Problem to work on → Report the number of lines in the entries below that include the word "from", and nothing else.

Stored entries
= = =
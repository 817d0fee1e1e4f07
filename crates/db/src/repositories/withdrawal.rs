//! Postgres-backed emergency withdrawal store.
//!
//! A withdrawal runs in one transaction that starts by locking the fund row
//! `FOR UPDATE`. The enrollment and payment reads, the balance write, the
//! enrollment delete and the debit insert all happen inside it, so a second
//! withdrawal against the same fund, from any process, waits for the first
//! to commit and then sees its result. Any failure rolls everything back.

use async_trait::async_trait;
use chrono::Utc;
use chrono_tz::Tz;
use rust_decimal::Decimal;
use sea_orm::sea_query::Expr;
use sea_orm::{
    ActiveModelTrait, ColumnTrait, ConnectionTrait, DatabaseConnection, DatabaseTransaction,
    DbErr, EntityTrait, QueryFilter, QuerySelect, TransactionTrait,
};
use stokvel_core::contribution::recorded_at;
use stokvel_core::withdrawal::{
    Committed, EnrollmentRef, FundBalance, StoreError, WithdrawalPlan, WithdrawalStore,
    WithdrawalUnit,
};
use stokvel_shared::types::{EnrollmentId, PaymentId, StokvelId, UserId};
use tracing::{debug, warn};

use super::payment::new_payment;
use crate::entities::{payments, stokvel_enrollments, stokvels};

#[allow(clippy::needless_pass_by_value)]
fn db_err(e: DbErr) -> StoreError {
    StoreError::Database(e.to_string())
}

fn closed() -> StoreError {
    StoreError::Database("withdrawal transaction already finished".to_string())
}

async fn enrollment_of<C: ConnectionTrait>(
    conn: &C,
    user_id: UserId,
    stokvel_id: StokvelId,
) -> Result<Option<EnrollmentRef>, StoreError> {
    let enrollment = stokvel_enrollments::Entity::find()
        .filter(stokvel_enrollments::Column::UserId.eq(user_id.into_inner()))
        .filter(stokvel_enrollments::Column::StokvelId.eq(stokvel_id.into_inner()))
        .one(conn)
        .await
        .map_err(db_err)?;

    Ok(enrollment.map(|e| EnrollmentRef {
        id: EnrollmentId::from(e.id),
        user_id: UserId::from(e.user_id),
        stokvel_id: StokvelId::from(e.stokvel_id),
    }))
}

fn balance_of(stokvel: stokvels::Model) -> FundBalance {
    FundBalance {
        stokvel_id: StokvelId::from(stokvel.id),
        net_value: stokvel.net_value,
    }
}

async fn payments_total<C: ConnectionTrait>(
    conn: &C,
    user_id: UserId,
    stokvel_id: StokvelId,
) -> Result<Decimal, StoreError> {
    let total: Option<Option<Decimal>> = payments::Entity::find()
        .filter(payments::Column::UserId.eq(user_id.into_inner()))
        .filter(payments::Column::StokvelId.eq(stokvel_id.into_inner()))
        .select_only()
        .column_as(Expr::col(payments::Column::Amount).sum(), "total")
        .into_tuple()
        .one(conn)
        .await
        .map_err(db_err)?;

    Ok(total.flatten().unwrap_or(Decimal::ZERO))
}

/// [`WithdrawalStore`] over a `SeaORM` connection.
#[derive(Debug, Clone)]
pub struct PgWithdrawalStore {
    db: DatabaseConnection,
    timezone: Tz,
}

impl PgWithdrawalStore {
    /// Creates a store that stamps debits in `timezone`.
    #[must_use]
    pub const fn new(db: DatabaseConnection, timezone: Tz) -> Self {
        Self { db, timezone }
    }
}

#[async_trait]
impl WithdrawalStore for PgWithdrawalStore {
    async fn find_enrollment(
        &self,
        user_id: UserId,
        stokvel_id: StokvelId,
    ) -> Result<Option<EnrollmentRef>, StoreError> {
        enrollment_of(&self.db, user_id, stokvel_id).await
    }

    async fn find_fund(&self, stokvel_id: StokvelId) -> Result<Option<FundBalance>, StoreError> {
        let stokvel = stokvels::Entity::find_by_id(stokvel_id.into_inner())
            .one(&self.db)
            .await
            .map_err(db_err)?;

        Ok(stokvel.map(balance_of))
    }

    async fn sum_payments(
        &self,
        user_id: UserId,
        stokvel_id: StokvelId,
    ) -> Result<Decimal, StoreError> {
        payments_total(&self.db, user_id, stokvel_id).await
    }

    async fn begin_withdrawal(
        &self,
        stokvel_id: StokvelId,
    ) -> Result<Box<dyn WithdrawalUnit>, StoreError> {
        let txn = self.db.begin().await.map_err(db_err)?;

        let fund = match stokvels::Entity::find_by_id(stokvel_id.into_inner())
            .lock_exclusive()
            .one(&txn)
            .await
        {
            Ok(fund) => fund.map(balance_of),
            Err(e) => {
                if let Err(rollback) = txn.rollback().await {
                    warn!(stokvel_id = %stokvel_id, error = %rollback, "Rollback failed");
                }
                return Err(db_err(e));
            }
        };

        debug!(
            stokvel_id = %stokvel_id,
            net_value = fund.map(|f| f.net_value),
            "Fund locked for withdrawal"
        );

        Ok(Box::new(PgWithdrawalUnit {
            txn: Some(txn),
            stokvel_id,
            fund,
            timezone: self.timezone,
        }))
    }
}

/// A withdrawal transaction holding the fund row lock.
struct PgWithdrawalUnit {
    txn: Option<DatabaseTransaction>,
    stokvel_id: StokvelId,
    fund: Option<FundBalance>,
    timezone: Tz,
}

impl PgWithdrawalUnit {
    fn txn(&self) -> Result<&DatabaseTransaction, StoreError> {
        self.txn.as_ref().ok_or_else(closed)
    }

    async fn write_plan(
        &self,
        txn: &DatabaseTransaction,
        plan: &WithdrawalPlan,
    ) -> Result<payments::Model, StoreError> {
        let locked = self.fund.ok_or(StoreError::FundMissing(plan.stokvel_id))?;
        if plan.stokvel_id != self.stokvel_id || locked.net_value != plan.previous_net_value {
            warn!(
                stokvel_id = %plan.stokvel_id,
                expected = plan.previous_net_value,
                actual = locked.net_value,
                "Withdrawal plan does not match the locked fund"
            );
            return Err(StoreError::StaleBalance {
                stokvel_id: plan.stokvel_id,
                expected: plan.previous_net_value,
                actual: locked.net_value,
            });
        }

        stokvels::Entity::update_many()
            .col_expr(stokvels::Column::NetValue, Expr::value(plan.new_net_value))
            .filter(stokvels::Column::Id.eq(self.stokvel_id.into_inner()))
            .exec(txn)
            .await
            .map_err(db_err)?;

        let deleted = stokvel_enrollments::Entity::delete_many()
            .filter(stokvel_enrollments::Column::Id.eq(plan.enrollment_id.into_inner()))
            .filter(stokvel_enrollments::Column::StokvelId.eq(self.stokvel_id.into_inner()))
            .exec(txn)
            .await
            .map_err(db_err)?;
        if deleted.rows_affected == 0 {
            return Err(StoreError::EnrollmentMissing(plan.enrollment_id));
        }

        let paid_at = recorded_at(Utc::now(), self.timezone);
        new_payment(
            plan.payment.user_id.into_inner(),
            plan.payment.stokvel_id.into_inner(),
            plan.payment.amount,
            paid_at,
        )
        .insert(txn)
        .await
        .map_err(db_err)
    }
}

#[async_trait]
impl WithdrawalUnit for PgWithdrawalUnit {
    async fn find_enrollment(
        &mut self,
        user_id: UserId,
    ) -> Result<Option<EnrollmentRef>, StoreError> {
        enrollment_of(self.txn()?, user_id, self.stokvel_id).await
    }

    async fn find_fund(&mut self) -> Result<Option<FundBalance>, StoreError> {
        self.txn().map(|_| self.fund)
    }

    async fn sum_payments(&mut self, user_id: UserId) -> Result<Decimal, StoreError> {
        payments_total(self.txn()?, user_id, self.stokvel_id).await
    }

    async fn apply_withdrawal_mutation(
        &mut self,
        plan: &WithdrawalPlan,
    ) -> Result<Committed, StoreError> {
        let txn = self.txn.take().ok_or_else(closed)?;

        let payment = match self.write_plan(&txn, plan).await {
            Ok(payment) => payment,
            Err(e) => {
                if let Err(rollback) = txn.rollback().await {
                    warn!(stokvel_id = %self.stokvel_id, error = %rollback, "Rollback failed");
                }
                return Err(e);
            }
        };

        txn.commit().await.map_err(db_err)?;

        debug!(
            stokvel_id = %plan.stokvel_id,
            payment_id = %payment.id,
            new_net_value = plan.new_net_value,
            "Withdrawal mutation committed"
        );

        Ok(Committed {
            payment_id: PaymentId::from(payment.id),
        })
    }

    async fn rollback(&mut self) -> Result<(), StoreError> {
        match self.txn.take() {
            Some(txn) => txn.rollback().await.map_err(db_err),
            None => Ok(()),
        }
    }
}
= = =
Problem solution → 6